■ Work to be completed:
Would you copy all lines in the data that contain the word "positive"?

■ Input for this task:
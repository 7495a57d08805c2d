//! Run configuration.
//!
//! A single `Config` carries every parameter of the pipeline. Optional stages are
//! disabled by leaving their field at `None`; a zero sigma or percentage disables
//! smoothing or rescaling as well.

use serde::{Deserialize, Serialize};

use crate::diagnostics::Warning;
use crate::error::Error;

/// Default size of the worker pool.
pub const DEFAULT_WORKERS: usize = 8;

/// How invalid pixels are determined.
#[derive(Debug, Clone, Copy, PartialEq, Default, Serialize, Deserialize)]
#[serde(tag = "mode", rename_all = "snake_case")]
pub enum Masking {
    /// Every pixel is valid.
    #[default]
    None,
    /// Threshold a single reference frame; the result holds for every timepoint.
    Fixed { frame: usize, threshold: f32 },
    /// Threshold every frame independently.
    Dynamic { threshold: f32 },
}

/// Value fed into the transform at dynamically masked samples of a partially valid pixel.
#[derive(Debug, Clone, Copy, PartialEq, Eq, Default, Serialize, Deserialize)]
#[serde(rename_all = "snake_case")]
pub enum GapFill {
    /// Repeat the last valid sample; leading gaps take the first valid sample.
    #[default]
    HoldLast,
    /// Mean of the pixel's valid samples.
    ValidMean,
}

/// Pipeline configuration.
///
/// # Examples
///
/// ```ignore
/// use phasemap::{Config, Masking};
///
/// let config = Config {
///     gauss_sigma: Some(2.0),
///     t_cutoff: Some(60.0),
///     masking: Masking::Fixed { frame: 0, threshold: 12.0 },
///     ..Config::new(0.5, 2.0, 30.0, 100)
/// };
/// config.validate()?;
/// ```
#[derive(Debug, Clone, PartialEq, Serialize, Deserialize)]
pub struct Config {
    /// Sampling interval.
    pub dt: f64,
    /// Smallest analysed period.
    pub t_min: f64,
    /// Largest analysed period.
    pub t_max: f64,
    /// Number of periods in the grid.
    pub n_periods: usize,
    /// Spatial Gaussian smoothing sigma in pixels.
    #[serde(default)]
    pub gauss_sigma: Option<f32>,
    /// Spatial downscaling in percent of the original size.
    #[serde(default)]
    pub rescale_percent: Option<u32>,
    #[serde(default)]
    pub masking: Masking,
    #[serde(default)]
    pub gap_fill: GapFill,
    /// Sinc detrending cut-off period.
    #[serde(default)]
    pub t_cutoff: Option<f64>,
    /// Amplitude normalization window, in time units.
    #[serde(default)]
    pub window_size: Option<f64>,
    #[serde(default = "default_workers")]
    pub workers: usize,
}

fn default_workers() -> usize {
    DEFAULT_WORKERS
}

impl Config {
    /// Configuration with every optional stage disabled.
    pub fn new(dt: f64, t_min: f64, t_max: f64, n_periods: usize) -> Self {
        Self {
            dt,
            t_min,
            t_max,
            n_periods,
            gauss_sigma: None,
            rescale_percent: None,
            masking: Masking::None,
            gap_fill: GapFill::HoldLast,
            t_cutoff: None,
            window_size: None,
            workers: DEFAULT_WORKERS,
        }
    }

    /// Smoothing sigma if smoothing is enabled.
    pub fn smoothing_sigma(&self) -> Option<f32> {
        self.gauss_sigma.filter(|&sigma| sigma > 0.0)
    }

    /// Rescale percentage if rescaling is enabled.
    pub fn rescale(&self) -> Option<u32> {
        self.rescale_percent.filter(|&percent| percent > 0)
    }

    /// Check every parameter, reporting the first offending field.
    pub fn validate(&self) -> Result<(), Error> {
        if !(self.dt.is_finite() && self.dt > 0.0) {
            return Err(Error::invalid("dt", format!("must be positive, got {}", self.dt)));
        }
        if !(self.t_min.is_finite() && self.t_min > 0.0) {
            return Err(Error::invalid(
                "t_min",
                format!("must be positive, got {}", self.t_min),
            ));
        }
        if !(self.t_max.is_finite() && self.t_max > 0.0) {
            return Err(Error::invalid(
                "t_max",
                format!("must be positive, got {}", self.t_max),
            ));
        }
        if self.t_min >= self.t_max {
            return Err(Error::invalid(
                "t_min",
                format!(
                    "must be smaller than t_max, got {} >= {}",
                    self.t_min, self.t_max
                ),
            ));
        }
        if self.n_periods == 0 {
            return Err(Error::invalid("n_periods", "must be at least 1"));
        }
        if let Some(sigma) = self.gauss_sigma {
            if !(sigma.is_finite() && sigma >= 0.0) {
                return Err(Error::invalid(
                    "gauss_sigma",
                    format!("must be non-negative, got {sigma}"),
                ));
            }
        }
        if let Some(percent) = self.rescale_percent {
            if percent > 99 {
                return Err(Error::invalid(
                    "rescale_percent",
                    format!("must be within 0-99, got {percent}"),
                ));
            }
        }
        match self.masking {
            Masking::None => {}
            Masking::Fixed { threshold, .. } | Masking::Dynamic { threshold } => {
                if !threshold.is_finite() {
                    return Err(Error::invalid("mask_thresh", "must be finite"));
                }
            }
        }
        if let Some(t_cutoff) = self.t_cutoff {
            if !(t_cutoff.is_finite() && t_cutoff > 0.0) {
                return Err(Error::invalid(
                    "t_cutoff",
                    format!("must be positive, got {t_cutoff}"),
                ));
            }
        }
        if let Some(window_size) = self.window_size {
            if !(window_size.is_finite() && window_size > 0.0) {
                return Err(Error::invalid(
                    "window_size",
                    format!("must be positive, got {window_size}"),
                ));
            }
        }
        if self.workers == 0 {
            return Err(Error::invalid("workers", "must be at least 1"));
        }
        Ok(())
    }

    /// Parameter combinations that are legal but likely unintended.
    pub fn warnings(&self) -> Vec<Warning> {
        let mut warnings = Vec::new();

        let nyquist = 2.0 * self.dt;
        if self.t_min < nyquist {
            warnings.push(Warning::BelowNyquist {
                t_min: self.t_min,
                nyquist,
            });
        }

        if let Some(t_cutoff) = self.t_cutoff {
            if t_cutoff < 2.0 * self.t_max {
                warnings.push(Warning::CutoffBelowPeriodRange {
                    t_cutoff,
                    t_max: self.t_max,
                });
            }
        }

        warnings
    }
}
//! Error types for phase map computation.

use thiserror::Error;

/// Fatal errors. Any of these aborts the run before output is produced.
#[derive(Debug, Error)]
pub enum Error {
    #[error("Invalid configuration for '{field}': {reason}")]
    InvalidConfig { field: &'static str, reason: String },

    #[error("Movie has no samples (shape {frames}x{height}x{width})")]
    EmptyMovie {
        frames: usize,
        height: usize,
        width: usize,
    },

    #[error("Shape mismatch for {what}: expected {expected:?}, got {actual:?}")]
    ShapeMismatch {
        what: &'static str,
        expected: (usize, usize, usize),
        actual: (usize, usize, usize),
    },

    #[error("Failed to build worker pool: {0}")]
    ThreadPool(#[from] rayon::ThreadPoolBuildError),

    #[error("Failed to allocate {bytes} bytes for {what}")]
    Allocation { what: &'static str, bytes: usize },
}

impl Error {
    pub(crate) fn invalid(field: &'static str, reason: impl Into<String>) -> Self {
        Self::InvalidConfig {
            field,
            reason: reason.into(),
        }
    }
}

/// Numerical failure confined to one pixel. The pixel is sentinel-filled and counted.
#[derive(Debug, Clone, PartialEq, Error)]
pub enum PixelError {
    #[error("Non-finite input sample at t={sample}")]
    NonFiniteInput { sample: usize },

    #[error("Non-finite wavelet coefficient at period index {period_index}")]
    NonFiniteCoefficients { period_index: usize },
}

■ Solution:
            return Err(Error::invalid("dt", format!("must be positive, got {}", self.dt)));
                format!("must be positive, got {}", self.t_min),
                format!("must be positive, got {}", self.t_max),
                    format!("must be positive, got {t_cutoff}"),
                    format!("must be positive, got {window_size}"),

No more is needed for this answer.